If I had to pick a food bff, it would probably be biscuits. You guys, I just love to bake them so much!
For these whole wheat cheddar biscuits I’ve simply adapted my easy buttermilk biscuits recipe, and I love the warmth of the whole wheat flour and the flavor from the cheddar cheese. And probably my favorite thing about them? They’re a cinch to make. Perfect for lazy weekend breakfasts and quick weeknight dinners.
Feel free to play around with these biscuits! Try different cheeses, add herbs or spices, and don’t be shy. Whenever I have a hankering for biscuits I always take a look at what I have in my fridge and pantry and create something on the spot. That’s how these biscuits came to be, and I’m happy to stay I stumbled upon a real winner with this one.

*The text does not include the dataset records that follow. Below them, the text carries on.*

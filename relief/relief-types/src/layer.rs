//! Filament layer stacks.
//!
//! A [`LayerStack`] is the ordered list of filament colors that make up a
//! relief print, bottom (darkest) first. Each [`LayerSpec`] color starts at
//! the print layer nearest its own height fraction and runs up to the layer
//! where the next color starts. The top color covers the last layer.
//!
//! Stacks are immutable values. Edits are expressed as [`LayerEdit`]
//! operations that produce a new, re-validated stack.

#[cfg(feature = "serde")]
use serde::{Deserialize, Serialize};

use crate::color::Rgb;
use crate::error::{TypesError, TypesResult};

/// Fewest layers a stack may hold.
pub const MIN_LAYERS: usize = 2;

/// Most layers a stack may hold.
pub const MAX_LAYERS: usize = 15;

/// Transmission distances at or below zero are raised to this value.
pub const MIN_TRANSMISSION_DISTANCE: f64 = 1e-3;

/// Smallest gap kept between neighbouring dividers when one is moved.
pub const MIN_DIVIDER_GAP: f64 = 1e-3;

/// Tolerance used when checking that the top layer ends at 1.0.
const TOP_FRACTION_EPSILON: f64 = 1e-9;

/// One filament band of the print.
#[derive(Debug, Clone, Copy, PartialEq)]
#[cfg_attr(feature = "serde", derive(Serialize, Deserialize))]
#[cfg_attr(feature = "serde", serde(from = "RawLayerSpec"))]
pub struct LayerSpec {
    color: Rgb,
    height_fraction: f64,
    transmission_distance: f64,
}

/// Deserialized fields, passed through [`LayerSpec::new`].
#[cfg(feature = "serde")]
#[derive(Deserialize)]
struct RawLayerSpec {
    color: Rgb,
    height_fraction: f64,
    transmission_distance: f64,
}

#[cfg(feature = "serde")]
impl From<RawLayerSpec> for LayerSpec {
    fn from(raw: RawLayerSpec) -> Self {
        Self::new(raw.color, raw.height_fraction, raw.transmission_distance)
    }
}

impl LayerSpec {
    /// Create a layer.
    ///
    /// A non-positive or non-finite transmission distance is clamped to
    /// [`MIN_TRANSMISSION_DISTANCE`] so that blend ratios never divide by zero.
    #[must_use]
    pub fn new(color: Rgb, height_fraction: f64, transmission_distance: f64) -> Self {
        let transmission_distance = if transmission_distance.is_finite() {
            transmission_distance.max(MIN_TRANSMISSION_DISTANCE)
        } else {
            MIN_TRANSMISSION_DISTANCE
        };
        Self {
            color,
            height_fraction,
            transmission_distance,
        }
    }

    /// Filament color.
    #[inline]
    #[must_use]
    pub const fn color(&self) -> Rgb {
        self.color
    }

    /// Cumulative height fraction in (0, 1] at which this band ends.
    #[inline]
    #[must_use]
    pub const fn height_fraction(&self) -> f64 {
        self.height_fraction
    }

    /// Transmission distance (TD), always positive.
    #[inline]
    #[must_use]
    pub const fn transmission_distance(&self) -> f64 {
        self.transmission_distance
    }

    const fn with_fraction(mut self, height_fraction: f64) -> Self {
        self.height_fraction = height_fraction;
        self
    }
}

/// A user edit applied to a [`LayerStack`].
#[derive(Debug, Clone, Copy, PartialEq)]
pub enum LayerEdit {
    /// Append a color on top. Existing bands are compressed to make room.
    AddLayer {
        /// Filament color of the new top band.
        color: Rgb,
        /// Its transmission distance.
        transmission_distance: f64,
    },
    /// Remove the band at `index`.
    RemoveLayer {
        /// Index into the stack, bottom is 0.
        index: usize,
    },
    /// Move the upper divider of band `index` to `fraction`.
    MoveDivider {
        /// Index of the band whose top edge moves.
        index: usize,
        /// Requested new height fraction.
        fraction: f64,
    },
}

/// Ordered, validated list of layers.
///
/// Invariants:
/// - holds between [`MIN_LAYERS`] and [`MAX_LAYERS`] layers
/// - height fractions are finite, positive and strictly increasing
/// - the last fraction is exactly 1.0
#[derive(Debug, Clone, PartialEq)]
#[cfg_attr(feature = "serde", derive(Serialize))]
pub struct LayerStack {
    layers: Vec<LayerSpec>,
}

impl LayerStack {
    /// Validate and wrap a list of layers.
    ///
    /// A top fraction within `1e-9` of 1.0 is snapped to exactly 1.0 and
    /// transmission distances are clamped as in [`LayerSpec::new`].
    ///
    /// # Errors
    ///
    /// Returns [`TypesError::LayerCount`] or [`TypesError::InvalidStack`]
    /// when an invariant does not hold.
    pub fn new(mut layers: Vec<LayerSpec>) -> TypesResult<Self> {
        if !(MIN_LAYERS..=MAX_LAYERS).contains(&layers.len()) {
            return Err(TypesError::LayerCount {
                min: MIN_LAYERS,
                max: MAX_LAYERS,
                got: layers.len(),
            });
        }

        let mut previous = 0.0;
        for (i, layer) in layers.iter().enumerate() {
            let f = layer.height_fraction;
            if !f.is_finite() || f <= 0.0 || f > 1.0 + TOP_FRACTION_EPSILON {
                return Err(TypesError::invalid_stack(format!(
                    "layer {i} fraction {f} outside (0, 1]"
                )));
            }
            if f <= previous {
                return Err(TypesError::invalid_stack(format!(
                    "layer {i} fraction {f} does not exceed {previous}"
                )));
            }
            previous = f;
        }

        if (previous - 1.0).abs() > TOP_FRACTION_EPSILON {
            return Err(TypesError::invalid_stack(format!(
                "top layer ends at {previous}, expected 1.0"
            )));
        }
        if let Some(top) = layers.last_mut() {
            top.height_fraction = 1.0;
        }
        for layer in &mut layers {
            *layer = LayerSpec::new(layer.color, layer.height_fraction, layer.transmission_distance);
        }

        Ok(Self { layers })
    }

    /// Build a stack with evenly spaced fractions `i / N` from colors and TDs.
    ///
    /// # Errors
    ///
    /// Returns [`TypesError::LayerCount`] if the color count is out of range.
    #[allow(clippy::cast_precision_loss)]
    pub fn evenly_spaced(colors: &[(Rgb, f64)]) -> TypesResult<Self> {
        let n = colors.len() as f64;
        Self::new(
            colors
                .iter()
                .enumerate()
                .map(|(i, &(color, td))| LayerSpec::new(color, (i + 1) as f64 / n, td))
                .collect(),
        )
    }

    /// The layers, bottom first.
    #[inline]
    #[must_use]
    pub fn layers(&self) -> &[LayerSpec] {
        &self.layers
    }

    /// Number of layers.
    #[inline]
    #[must_use]
    pub fn len(&self) -> usize {
        self.layers.len()
    }

    /// Always false; a valid stack holds at least two layers.
    #[inline]
    #[must_use]
    pub fn is_empty(&self) -> bool {
        self.layers.is_empty()
    }

    /// Iterate over the layers, bottom first.
    pub fn iter(&self) -> std::slice::Iter<'_, LayerSpec> {
        self.layers.iter()
    }

    /// Layer colors, bottom first.
    #[must_use]
    pub fn colors(&self) -> Vec<Rgb> {
        self.layers.iter().map(LayerSpec::color).collect()
    }

    /// Apply an edit, returning the new stack.
    ///
    /// # Errors
    ///
    /// Fails when the edit would break a stack invariant (too many or too few
    /// layers, moving the pinned top divider, a divider with no room to move)
    /// or references a missing layer.
    ///
    /// # Example
    ///
    /// ```
    /// use relief_types::{LayerEdit, LayerStack, Rgb};
    ///
    /// let stack = LayerStack::default();
    /// let bigger = stack
    ///     .apply(LayerEdit::AddLayer { color: Rgb::new(200, 40, 40), transmission_distance: 3.0 })
    ///     .unwrap();
    /// assert_eq!(bigger.len(), stack.len() + 1);
    /// assert_eq!(stack.len(), 5); // the original is untouched
    /// ```
    pub fn apply(&self, edit: LayerEdit) -> TypesResult<Self> {
        match edit {
            LayerEdit::AddLayer {
                color,
                transmission_distance,
            } => self.add_layer(color, transmission_distance),
            LayerEdit::RemoveLayer { index } => self.remove_layer(index),
            LayerEdit::MoveDivider { index, fraction } => self.move_divider(index, fraction),
        }
    }

    #[allow(clippy::cast_precision_loss)]
    fn add_layer(&self, color: Rgb, transmission_distance: f64) -> TypesResult<Self> {
        let n = self.layers.len();
        if n >= MAX_LAYERS {
            return Err(TypesError::LayerCount {
                min: MIN_LAYERS,
                max: MAX_LAYERS,
                got: n + 1,
            });
        }
        let scale = n as f64 / (n + 1) as f64;
        let mut layers: Vec<LayerSpec> = self
            .layers
            .iter()
            .map(|l| l.with_fraction(l.height_fraction * scale))
            .collect();
        layers.push(LayerSpec::new(color, 1.0, transmission_distance));
        Self::new(layers)
    }

    fn remove_layer(&self, index: usize) -> TypesResult<Self> {
        let n = self.layers.len();
        if index >= n {
            return Err(TypesError::IndexOutOfRange { index, len: n });
        }
        if n <= MIN_LAYERS {
            return Err(TypesError::LayerCount {
                min: MIN_LAYERS,
                max: MAX_LAYERS,
                got: n - 1,
            });
        }
        let mut layers = self.layers.clone();
        layers.remove(index);
        if let Some(top) = layers.last_mut() {
            top.height_fraction = 1.0;
        }
        Self::new(layers)
    }

    fn move_divider(&self, index: usize, fraction: f64) -> TypesResult<Self> {
        let n = self.layers.len();
        if index >= n {
            return Err(TypesError::IndexOutOfRange { index, len: n });
        }
        if index == n - 1 {
            return Err(TypesError::invalid_stack("the top divider is pinned at 1.0"));
        }
        if !fraction.is_finite() {
            return Err(TypesError::invalid_stack(format!(
                "divider fraction {fraction} is not finite"
            )));
        }

        let below = if index == 0 {
            0.0
        } else {
            self.layers[index - 1].height_fraction
        };
        let lower = below + MIN_DIVIDER_GAP;
        let upper = self.layers[index + 1].height_fraction - MIN_DIVIDER_GAP;
        if lower > upper {
            return Err(TypesError::invalid_stack(format!(
                "no room to move divider {index}"
            )));
        }

        let mut layers = self.layers.clone();
        layers[index].height_fraction = fraction.clamp(lower, upper);
        Self::new(layers)
    }
}

impl Default for LayerStack {
    /// Five evenly spaced grays from black to white.
    fn default() -> Self {
        let grays = [
            (Rgb::BLACK, 0.2, 0.6),
            (Rgb::gray(0x40), 0.4, 1.4),
            (Rgb::gray(0x80), 0.6, 2.0),
            (Rgb::gray(0xc0), 0.8, 2.8),
            (Rgb::WHITE, 1.0, 5.0),
        ];
        Self {
            layers: grays
                .iter()
                .map(|&(color, fraction, td)| LayerSpec::new(color, fraction, td))
                .collect(),
        }
    }
}

impl<'a> IntoIterator for &'a LayerStack {
    type Item = &'a LayerSpec;
    type IntoIter = std::slice::Iter<'a, LayerSpec>;

    fn into_iter(self) -> Self::IntoIter {
        self.layers.iter()
    }
}

/// Interchange form of a layer: `{ color: "#RRGGBB", heightPercentage, td }`.
#[derive(Debug, Clone, PartialEq)]
#[cfg_attr(feature = "serde", derive(Serialize, Deserialize))]
#[cfg_attr(feature = "serde", serde(rename_all = "camelCase"))]
pub struct LayerConfig {
    /// Hex color string.
    pub color: String,
    /// Cumulative height in percent (0-100).
    pub height_percentage: f64,
    /// Transmission distance.
    pub td: f64,
}

impl From<&LayerSpec> for LayerConfig {
    fn from(spec: &LayerSpec) -> Self {
        Self {
            color: spec.color.to_hex(),
            height_percentage: spec.height_fraction * 100.0,
            td: spec.transmission_distance,
        }
    }
}

impl TryFrom<&LayerConfig> for LayerSpec {
    type Error = TypesError;

    fn try_from(config: &LayerConfig) -> TypesResult<Self> {
        Ok(Self::new(
            Rgb::from_hex(&config.color)?,
            config.height_percentage / 100.0,
            config.td,
        ))
    }
}

impl LayerStack {
    /// Build a stack from its interchange form.
    ///
    /// # Errors
    ///
    /// Fails on malformed colors or when the resulting stack is invalid.
    pub fn from_configs(configs: &[LayerConfig]) -> TypesResult<Self> {
        let layers = configs
            .iter()
            .map(LayerSpec::try_from)
            .collect::<TypesResult<Vec<_>>>()?;
        Self::new(layers)
    }

    /// Convert to the interchange form.
    #[must_use]
    pub fn to_configs(&self) -> Vec<LayerConfig> {
        self.layers.iter().map(LayerConfig::from).collect()
    }
}
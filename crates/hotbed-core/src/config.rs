//! Simulation parameters

use serde::{Deserialize, Serialize};

use crate::error::SimError;

/// Parameters for a single simulation run
#[derive(Debug, Clone, PartialEq, Eq, Serialize, Deserialize)]
#[serde(default)]
pub struct SimConfig {
    /// Number of randomly seeded predators
    pub initial_predators: usize,
    /// Number of randomly seeded prey
    pub initial_prey: usize,
    /// Heat level before the first tick
    pub initial_heat: i32,
    /// Prey population above which crowding culls aphids
    pub prey_capacity: u32,
    /// Number of ticks the driver runs
    pub ticks: u64,
    /// RNG seed (None = draw a random one)
    pub seed: Option<u64>,
}

impl Default for SimConfig {
    fn default() -> Self {
        Self {
            initial_predators: 100,
            initial_prey: 500,
            initial_heat: 9,
            prey_capacity: 2000,
            ticks: 100,
            seed: None,
        }
    }
}

impl SimConfig {
    /// Check the parameters before seeding an environment
    pub fn validate(&self) -> Result<(), SimError> {
        if self.prey_capacity == 0 {
            return Err(SimError::ZeroCapacity);
        }
        Ok(())
    }
}
//! Predator hunting
//!
//! A predator can catch prey that is both slower than it and less aware than
//! its camouflage. How many it eats depends on how crowded the predators are
//! and how plentiful the prey is:
//!
//! ```text
//! n     = ceil(eligible / (predators * 1.2) + bonus)
//! bonus = 0.8 if prey > 1.5 * predators else 0.4
//! ```

use hotbed_creature::{Creature, CreatureId, Predator, Species};

use crate::environment::Environment;
use crate::stats::{DeathCause, SimStats};

/// Divisor weight applied to the live predator count
pub const PREDATOR_CROWDING: f64 = 1.2;
/// Prey-to-predator ratio above which prey counts as abundant
pub const ABUNDANT_PREY_RATIO: f64 = 1.5;
pub const ABUNDANT_PREY_BONUS: f64 = 0.8;
pub const SCARCE_PREY_BONUS: f64 = 0.4;

/// Prey this predator can catch, in registry order
pub fn eligible_prey(predator: &Predator, env: &Environment) -> Vec<CreatureId> {
    env.prey()
        .iter()
        .filter(|prey| predator.can_catch(prey))
        .map(|prey| prey.id())
        .collect()
}

/// Number of eligible prey a predator wants to eat
///
/// May exceed `eligible`; the hunt eats at most what is available.
pub fn consumption_count(eligible: usize, predators: usize, prey: usize) -> usize {
    if eligible == 0 {
        return 0;
    }

    // The hunter itself is always counted
    let predators = predators.max(1) as f64;
    let bonus = if prey as f64 > ABUNDANT_PREY_RATIO * predators {
        ABUNDANT_PREY_BONUS
    } else {
        SCARCE_PREY_BONUS
    };

    (eligible as f64 / (predators * PREDATOR_CROWDING) + bonus).ceil() as usize
}

/// Hunt once, removing the eaten prey from the registry
///
/// Returns false when no prey was eligible; the predator starves.
pub fn hunt<S: SimStats>(predator: &Predator, env: &mut Environment, stats: &mut S) -> bool {
    let eligible = eligible_prey(predator, env);
    if eligible.is_empty() {
        return false;
    }

    let wanted = consumption_count(eligible.len(), env.predator_count(), env.prey_count());
    for &prey_id in eligible.iter().take(wanted) {
        if env.remove(prey_id, Species::Prey) {
            stats.record_death(Species::Prey, DeathCause::Eaten);
        }
    }

    log::trace!(
        "{} ate {} of {} eligible prey",
        predator.id(),
        wanted.min(eligible.len()),
        eligible.len()
    );
    true
}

OTHER BISCUIT RECIPES FROM COMPLETELY DELICIOUS:
baking tip:Biscuit baking tips
- Keep your ingredients cold. The butter, buttermilk, and cheese should be straight from the fridge. It’s the little bits of cold butter speckled throughout the dough that help give your biscuits rise and flaky texture. Don’t mess with it!
- Don’t overwork the dough. It’s okay if there are some dry bits. Stop kneading when it comes together. Gently fold half of the dough over on top of itself and repeat 2-3 times.
- If you want soft biscuits, leave about one inch spacing between them on the sheet pan during baking. If you want crispier biscuits, space them farther apart. They’re great both ways!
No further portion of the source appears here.